→ **EXERCISE PROMPT**
For the data below, give again exactly the lines from the one containing "background. The result" through the one containing "pub fn select_style_at_cursor(&mut", both ends included, and no others.

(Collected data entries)
↓

#[cfg(test)]
mod tests {
    use std::sync::Arc;

    use ratatui::{backend::TestBackend, buffer::Buffer, layout::Position, Terminal};

    use super::*;
    use crate::app::tests::test_app;
    use crate::generator::fakes::FakeImageApi;
    use crate::preview::tests::solid_png_uri;
    use crate::request::ImageCount;

    fn draw_buffer(app: &mut App) -> Buffer {
        let mut terminal = Terminal::new(TestBackend::new(140, 40)).unwrap();
        terminal.draw(|frame| render(app, frame)).unwrap();
        terminal.backend().buffer().clone()
    }

    fn draw(app: &mut App) -> String {
        let buffer = draw_buffer(app);
        let width = buffer.area.width as usize;
        buffer
            .content
            .chunks(width)
            .map(|row| row.iter().map(|cell| cell.symbol()).collect::<String>())
            .collect::<Vec<_>>()
            .join("\n")
    }

    fn uris(n: usize) -> Vec<String> {
        (0..n).map(|_| "data:image/png;base64,aGVsbG8=".to_string()).collect()
    }

    #[test]
    fn test_human_size() {
        assert_eq!(human_size(512), "512 B");
        assert_eq!(human_size(2048), "2.0 KB");
        assert_eq!(human_size(3 * 1024 * 1024), "3.0 MB");
    }

    #[test]
    fn test_grid_cells_layout() {
        let area = Rect::new(0, 0, 100, 40);
        let single = grid_cells(area, 1);
        assert_eq!(single, vec![area]);

        let two = grid_cells(area, 2);
        assert_eq!(two.len(), 2);
        assert_eq!(two[0].y, two[1].y);
        assert!(two[1].x > two[0].x);

        let three = grid_cells(area, 3);
        assert_eq!(three.len(), 3);
        assert!(three[2].y > three[0].y);
    }

    #[tokio::test]
    async fn test_empty_state() {
        let (mut app, _rx) = test_app(Arc::new(FakeImageApi::default()));
        let screen = draw(&mut app);
        assert!(screen.contains("Ready"));
        assert!(screen.contains("Waiting for a prompt"));
        assert_eq!(app.style_cells.len(), 9);
    }

    #[tokio::test]
    async fn test_loading_shows_one_placeholder_per_image() {
        let (mut app, _rx) = test_app(Arc::new(FakeImageApi::default()));
        app.session.set_prompt("a fox");
        app.session.set_count(ImageCount::clamped(3));
        app.session.submit().unwrap();

        let screen = draw(&mut app);
        assert_eq!(screen.matches("Creating.").count(), 3);
        assert!(!screen.contains("Ready"));
    }

    #[tokio::test]
    async fn test_results_render_cards() {
        let (mut app, _rx) = test_app(Arc::new(FakeImageApi::default()));
        app.session.set_prompt("a fox");
        app.session.set_count(ImageCount::clamped(2));
        let pending = app.session.submit().unwrap();
        app.session.complete(pending.token, Ok(uris(2)));

        let screen = draw(&mut app);
        assert_eq!(screen.matches("Format").count(), 2);
        assert_eq!(screen.matches("preview unavailable").count(), 2);
        assert!(screen.contains("2 avatar(s) generated"));
        assert!(screen.contains("AI ART"));
    }

    #[tokio::test]
    async fn test_result_thumbnail_is_drawn_in_image_colours() {
        let (mut app, _rx) = test_app(Arc::new(FakeImageApi::default()));
        app.session.set_prompt("a fox");
        app.session.set_count(ImageCount::clamped(1));
        let pending = app.session.submit().unwrap();
        app.session.complete(pending.token, Ok(vec![solid_png_uri(1, 1, [255, 0, 0])]));

        let buffer = draw_buffer(&mut app);
        let gallery = app.gallery_area.unwrap();
        let red = Color::Rgb(255, 0, 0);
        let mut red_cells = 0;
        for y in gallery.top()..gallery.bottom() {
            for x in gallery.left()..gallery.right() {
                let cell = &buffer[(x, y)];
                if cell.fg == red || cell.bg == red {
                    red_cells += 1;
                }
            }
        }
        assert!(red_cells > 100, "only {} red cells", red_cells);

        let screen = draw(&mut app);
        assert!(screen.contains("1 × 1  image/png"));
        assert!(!screen.contains("preview unavailable"));
    }

    #[test]
    fn test_wrap_prompt_ascii() {
        let (lines, cursor) = wrap_prompt("abcdef", 4, 4);
        assert_eq!(lines, vec!["abcd", "ef"]);
        assert_eq!(cursor, (0, 1));

        let (_, end) = wrap_prompt("abcd", 4, 4);
        assert_eq!(end, (0, 1));
        let (_, start) = wrap_prompt("", 0, 4);
        assert_eq!(start, (0, 0));
    }

    #[test]
    fn test_wrap_prompt_counts_wide_chars() {
        // Each CJK char takes two cells; the third cannot fit in a width of 5.
        let (lines, cursor) = wrap_prompt("猫猫猫", 2, 5);
        assert_eq!(lines, vec!["猫猫", "猫"]);
        assert_eq!(cursor, (0, 1));

        let (_, cursor) = wrap_prompt("猫a", 1, 10);
        assert_eq!(cursor, (2, 0));
        let (_, end) = wrap_prompt("猫a", 2, 10);
        assert_eq!(end, (3, 0));
    }

    #[tokio::test]
    async fn test_editing_cursor_follows_display_width() {
        let (mut app, _rx) = test_app(Arc::new(FakeImageApi::default()));
        app.session.set_prompt("猫猫 cat");
        app.prompt_cursor = 2;

        let mut terminal = Terminal::new(TestBackend::new(140, 40)).unwrap();
        terminal.draw(|frame| render(&mut app, frame)).unwrap();
        // Prompt block sits at (0, 1); its inner area starts one cell in.
        assert_eq!(terminal.get_cursor_position().unwrap(), Position::new(1 + 4, 2));
    }

    #[tokio::test]
    async fn test_validation_message_is_rendered() {
        let (mut app, _rx) = test_app(Arc::new(FakeImageApi::default()));
        app.start_generation();
        let screen = draw(&mut app);
        assert!(screen.contains("Please describe the avatar you want."));
    }
}
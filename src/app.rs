use std::collections::HashMap;
use std::path::PathBuf;

use ratatui::layout::Rect;
use tokio::sync::mpsc;
use tracing::{debug, info, warn};

use crate::config::Config;
use crate::download;
use crate::error::GenerationError;
use crate::generator::Generator;
use crate::preview::Preview;
use crate::session::{PendingGeneration, RequestToken, Session};
use crate::style::AvatarStyle;
use crate::tui::AppEvent;

/// Columns in the style selector grid.
pub const STYLE_COLUMNS: usize = 3;

#[derive(Debug, Clone, Copy, PartialEq, Eq)]
pub enum InputMode {
    Normal,
    Editing,
}

#[derive(Debug, Clone, Copy, PartialEq, Eq)]
pub enum FocusPane {
    Prompt,
    Styles,
    Count,
    Gallery,
}

impl FocusPane {
    pub fn next(self) -> Self {
        match self {
            FocusPane::Prompt => FocusPane::Styles,
            FocusPane::Styles => FocusPane::Count,
            FocusPane::Count => FocusPane::Gallery,
            FocusPane::Gallery => FocusPane::Prompt,
        }
    }

    pub fn prev(self) -> Self {
        match self {
            FocusPane::Prompt => FocusPane::Gallery,
            FocusPane::Styles => FocusPane::Prompt,
            FocusPane::Count => FocusPane::Styles,
            FocusPane::Gallery => FocusPane::Count,
        }
    }
}

/// Columns used by the results grid.
pub fn grid_columns(count: usize) -> usize {
    if count <= 1 {
        1
    } else {
        2
    }
}

pub struct App {
    // Core state
    pub should_quit: bool,
    pub input_mode: InputMode,
    pub focus: FocusPane,
    pub session: Session,

    // Prompt editor
    pub prompt_cursor: usize, // char index into the prompt

    // Style selector cursor (selection happens on Enter/Space)
    pub style_cursor: usize,

    // Gallery
    pub gallery_selected: usize,
    pub previews: HashMap<String, Option<Preview>>, // by image id, None when undecodable
    pub output_dir: PathBuf,
    pub status_message: Option<String>,

    // Animation state
    pub animation_frame: u8, // 0-2 for ellipsis animation

    // Areas for mouse hit-testing (updated during render)
    pub style_cells: Vec<(Rect, AvatarStyle)>,
    pub gallery_area: Option<Rect>,

    pub model: String,
    generator: Generator,
    events: mpsc::UnboundedSender<AppEvent>,
}

impl App {
    pub fn new(config: &Config, generator: Generator, events: mpsc::UnboundedSender<AppEvent>) -> Self {
        let style = config.default_style();
        Self {
            should_quit: false,
            input_mode: InputMode::Editing,
            focus: FocusPane::Prompt,
            session: Session::new(style, config.default_count()),
            prompt_cursor: 0,
            style_cursor: style.index(),
            gallery_selected: 0,
            previews: HashMap::new(),
            output_dir: config.output_dir(),
            status_message: None,
            animation_frame: 0,
            style_cells: Vec::new(),
            gallery_area: None,
            model: config.model().to_string(),
            generator,
            events,
        }
    }

    /// Validate, then run the generation in the background. The result
    /// comes back as `AppEvent::GenerationFinished`.
    pub fn start_generation(&mut self) {
        let PendingGeneration { token, request } = match self.session.submit() {
            Ok(pending) => pending,
            Err(err) => {
                debug!(error = %err, "generation not started");
                if self.session.validation().is_none() {
                    self.status_message = Some(err.user_message());
                }
                return;
            }
        };

        info!(?token, count = request.count().get(), style = request.style().as_str(), "generation started");
        self.gallery_selected = 0;
        self.status_message = None;
        self.input_mode = InputMode::Normal;

        let generator = self.generator.clone();
        let tx = self.events.clone();
        tokio::spawn(async move {
            let result = generator.generate_avatars(&request).await;
            if tx.send(AppEvent::GenerationFinished { token, result }).is_err() {
                debug!(?token, "event loop gone, dropping generation result");
            }
        });
    }

    pub fn on_generation_finished(&mut self, token: RequestToken, result: Result<Vec<String>, GenerationError>) {
        let failed = result.as_ref().err().cloned();
        if !self.session.complete(token, result) {
            warn!(?token, "discarding stale generation result");
            return;
        }

        match failed {
            Some(err) => warn!(?token, error = %err, "generation failed"),
            None => info!(?token, images = self.session.images().len(), "generation finished"),
        }
        self.gallery_selected = 0;
    }

    pub fn pick_random_prompt(&mut self) {
        self.session.pick_random_prompt();
        self.prompt_cursor = self.session.prompt().chars().count();
    }

    pub fn clear_results(&mut self) {
        self.session.clear_results();
        self.gallery_selected = 0;
        self.status_message = None;
    }

    pub fn select_style(&mut self, style: AvatarStyle) {
        self.session.set_style(style);
        self.style_cursor = style.index();
    }

    pub fn select_style_at_cursor(&mut self) {
        if let Some(style) = AvatarStyle::from_index(self.style_cursor) {
            self.select_style(style);
        }
    }

    pub fn style_cursor_move(&mut self, dx: isize, dy: isize) {
        let total = AvatarStyle::all().len() as isize;
        let cols = STYLE_COLUMNS as isize;
        let current = self.style_cursor as isize;
        let col = (current % cols + dx).clamp(0, cols - 1);
        let row = current / cols + dy;
        let target = row * cols + col;
        if (0..total).contains(&target) {
            self.style_cursor = target as usize;
        }
    }

    pub fn count_up(&mut self) {
        let count = self.session.count().increment();
        self.session.set_count(count);
    }

    pub fn count_down(&mut self) {
        let count = self.session.count().decrement();
        self.session.set_count(count);
    }

    pub fn gallery_move(&mut self, delta: isize) {
        let len = self.session.images().len();
        if len == 0 {
            return;
        }
        let next = (self.gallery_selected as isize + delta).clamp(0, len as isize - 1);
        self.gallery_selected = next as usize;
    }

    /// Row-wise movement in the gallery grid.
    pub fn gallery_move_row(&mut self, rows: isize) {
        let cols = grid_columns(self.session.images().len()) as isize;
        let len = self.session.images().len() as isize;
        let target = self.gallery_selected as isize + rows * cols;
        if (0..len).contains(&target) {
            self.gallery_selected = target as usize;
        }
    }

    pub fn save_selected(&mut self) {
        let Some(image) = self.session.images().get(self.gallery_selected) else {
            return;
        };

        self.status_message = Some(match download::save_image(image, &self.output_dir) {
            Ok(path) => format!("Saved {}", path.display()),
            Err(err) => {
                warn!(error = %err, "save failed");
                format!("Save failed: {:#}", err)
            }
        });
    }

    /// Decode thumbnails for the current results once and forget the rest.
    pub fn ensure_previews(&mut self) {
        let images = self.session.images();
        self.previews.retain(|id, _| images.iter().any(|image| &image.id == id));
        for image in images {
            self.previews.entry(image.id.clone()).or_insert_with(|| match Preview::decode(image) {
                Ok(preview) => Some(preview),
                Err(err) => {
                    warn!(id = image.short_id(), error = %err, "could not decode preview");
                    None
                }
            });
        }
    }

    /// Tick animation frame (called by Tick event)
    pub fn tick_animation(&mut self) {
        if self.session.is_loading() {
            self.animation_frame = (self.animation_frame + 1) % 3;
        }
    }
}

↑

→ **ANSWER AREA**
    /// Validate, then run the generation in the background. The result
    /// comes back as `AppEvent::GenerationFinished`.
    pub fn start_generation(&mut self) {
        let PendingGeneration { token, request } = match self.session.submit() {
            Ok(pending) => pending,
            Err(err) => {
                debug!(error = %err, "generation not started");
                if self.session.validation().is_none() {
                    self.status_message = Some(err.user_message());
                }
                return;
            }
        };

        info!(?token, count = request.count().get(), style = request.style().as_str(), "generation started");
        self.gallery_selected = 0;
        self.status_message = None;
        self.input_mode = InputMode::Normal;

        let generator = self.generator.clone();
        let tx = self.events.clone();
        tokio::spawn(async move {
            let result = generator.generate_avatars(&request).await;
            if tx.send(AppEvent::GenerationFinished { token, result }).is_err() {
                debug!(?token, "event loop gone, dropping generation result");
            }
        });
    }

    pub fn on_generation_finished(&mut self, token: RequestToken, result: Result<Vec<String>, GenerationError>) {
        let failed = result.as_ref().err().cloned();
        if !self.session.complete(token, result) {
            warn!(?token, "discarding stale generation result");
            return;
        }

        match failed {
            Some(err) => warn!(?token, error = %err, "generation failed"),
            None => info!(?token, images = self.session.images().len(), "generation finished"),
        }
        self.gallery_selected = 0;
    }

    pub fn pick_random_prompt(&mut self) {
        self.session.pick_random_prompt();
        self.prompt_cursor = self.session.prompt().chars().count();
    }

    pub fn clear_results(&mut self) {
        self.session.clear_results();
        self.gallery_selected = 0;
        self.status_message = None;
    }

    pub fn select_style(&mut self, style: AvatarStyle) {
        self.session.set_style(style);
        self.style_cursor = style.index();
    }

    pub fn select_style_at_cursor(&mut self) {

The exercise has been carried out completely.